Quantitative Characterization of Uncertainty in the Concentration–Response Relationship between Long-Term PM2.5 Exposure and Mortality at Low Concentrations
journal contributionposted on 06.08.2020, 14:17 by Evan Coffman, Richard T. Burnett, Jason D. Sacks
Extensive epidemiologic evidence supports a linear, no-threshold concentration–response (C-R) relationship between long-term exposure to fine particles (PM2.5) and mortality in the United States. While examinations of the C-R relationship are designed to assess the shape of the C-R curve, they do not provide the information needed to quantitatively characterize uncertainty at specific PM2.5 concentrations, which is often needed in the context of risk assessments and benefits analyses. We developed a novel approach, using information that is typically available in published epidemiologic studies, to quantitatively characterize uncertainty at different concentrations along the PM2.5 concentration distribution.

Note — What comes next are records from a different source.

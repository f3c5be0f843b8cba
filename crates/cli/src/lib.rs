// SPDX-License-Identifier: MIT
// Copyright (c) 2026 Alfred Jean LLC

//! Decide whether relative file paths are admitted by include/exclude globs.
//!
//! - [`normalize_path`] puts paths in the form every comparison uses.
//! - [`GlobCache`] compiles patterns once and shares them between filters.
//! - [`resolve_root_dir`] and [`filter_glob_parts`] let directory walkers
//!   skip subtrees before any glob is evaluated.
//! - [`FilenameFilter`] applies the inclusion/exclusion precedence.
//!
//! ```
//! use globfilter::FilenameFilter;
//!
//! let filter = FilenameFilter::new(["a/b/c/foo.json"], ["**.json"]).unwrap();
//! assert!(filter.matches("a/b/c/foo.json"));
//! assert!(!filter.matches("data/my.json"));
//! ```

pub mod cli;
pub mod config;
pub mod discovery;
pub mod error;
pub mod filter;
pub mod glob;
pub mod path;
pub mod root;

pub use error::{ConfigError, GlobError};
pub use filter::{FilenameFilter, PathFilter, append_filter};
pub use glob::{CompiledGlob, GlobCache, get_glob};
pub use path::{clean_path, normalize_path};
pub use root::{filter_glob_parts, has_glob_char, resolve_root_dir};

#[cfg(test)]
pub mod test_utils;
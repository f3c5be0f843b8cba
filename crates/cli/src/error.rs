// SPDX-License-Identifier: MIT
// Copyright (c) 2026 Alfred Jean LLC

//! Error types and process exit codes.

use std::path::PathBuf;

use thiserror::Error;

/// A glob pattern failed to compile.
///
/// This is the only failure mode of the matching core. It is raised when a
/// pattern is compiled (directly or while building a filter), never while
/// matching a path.
#[derive(Debug, Clone, PartialEq, Eq, Error)]
pub enum GlobError {
    #[error("invalid glob pattern {pattern:?}")]
    Compile {
        pattern: String,
        #[source]
        source: globset::Error,
    },

    #[error("glob pattern {pattern:?} expands to more than {limit} alternatives")]
    TooComplex { pattern: String, limit: usize },
}

impl GlobError {
    /// The pattern that failed to compile.
    pub fn pattern(&self) -> &str {
        match self {
            GlobError::Compile { pattern, .. } | GlobError::TooComplex { pattern, .. } => {
                pattern
            }
        }
    }
}

/// Failure to load a filter configuration file.
#[derive(Debug, Error)]
pub enum ConfigError {
    #[error("failed to read config {}", path.display())]
    Read {
        path: PathBuf,
        #[source]
        source: std::io::Error,
    },

    #[error("failed to parse config {}", path.display())]
    Parse {
        path: PathBuf,
        #[source]
        source: toml::de::Error,
    },

    #[error("unsupported config version {version} in {} (expected 1)", path.display())]
    Version { path: PathBuf, version: i64 },

    #[error(transparent)]
    Glob(#[from] GlobError),
}

/// Exit codes for the `globfilter` binary.
#[derive(Debug, Clone, Copy, PartialEq, Eq)]
#[repr(u8)]
pub enum ExitCode {
    /// At least one path was printed.
    Success = 0,
    /// No path was printed.
    NoMatch = 1,
    /// Bad configuration file or glob pattern.
    ConfigError = 2,
    /// Unexpected failure (I/O on stdin/stdout).
    InternalError = 3,
}

impl From<ExitCode> for std::process::ExitCode {
    fn from(code: ExitCode) -> Self {
        std::process::ExitCode::from(code as u8)
    }
}

#[cfg(test)]
#[path = "error_tests.rs"]
mod tests;
// SPDX-License-Identifier: MIT
// Copyright (c) 2026 Alfred Jean LLC

//! Config file discovery.
//!
//! Walks from a directory up to the enclosing git root looking for
//! `globfilter.toml`.

use std::path::{Path, PathBuf};

/// File name searched for by [`find_config`].
pub const CONFIG_FILE_NAME: &str = "globfilter.toml";

/// Find `globfilter.toml` starting from `start_dir`, stopping at the git root.
pub fn find_config(start_dir: &Path) -> Option<PathBuf> {
    for dir in start_dir.ancestors() {
        let config_path = dir.join(CONFIG_FILE_NAME);
        if config_path.is_file() {
            return Some(config_path);
        }
        if dir.join(".git").exists() {
            return None;
        }
    }
    None
}

#[cfg(test)]
#[path = "discovery_tests.rs"]
mod tests;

Our approach utilizes the annual mean PM2.5 concentration and corresponding standard deviation from a published epidemiologic study to estimate the standard deviation of hypothetical PM2.5 concentration distributions defined at 0.1 μg/m3 increments. The hypothetical distributions are then used to derive adjusted uncertainty estimates in the reported effect estimate at low concentrations (i.e., concentrations lower than the annual mean observed in the study). We demonstrate the application of this method in six individual epidemiologic studies that examined the relationship between long-term PM2.5 exposure and mortality and were conducted in different geographic locations worldwide and at different PM2.5 concentrations. This new method allows for a more comprehensive quantitative evaluation of uncertainty in the shape of the C-R relationship between long-term PM2.5 exposure and mortality at concentrations below the mean annual concentrations observed in current studies.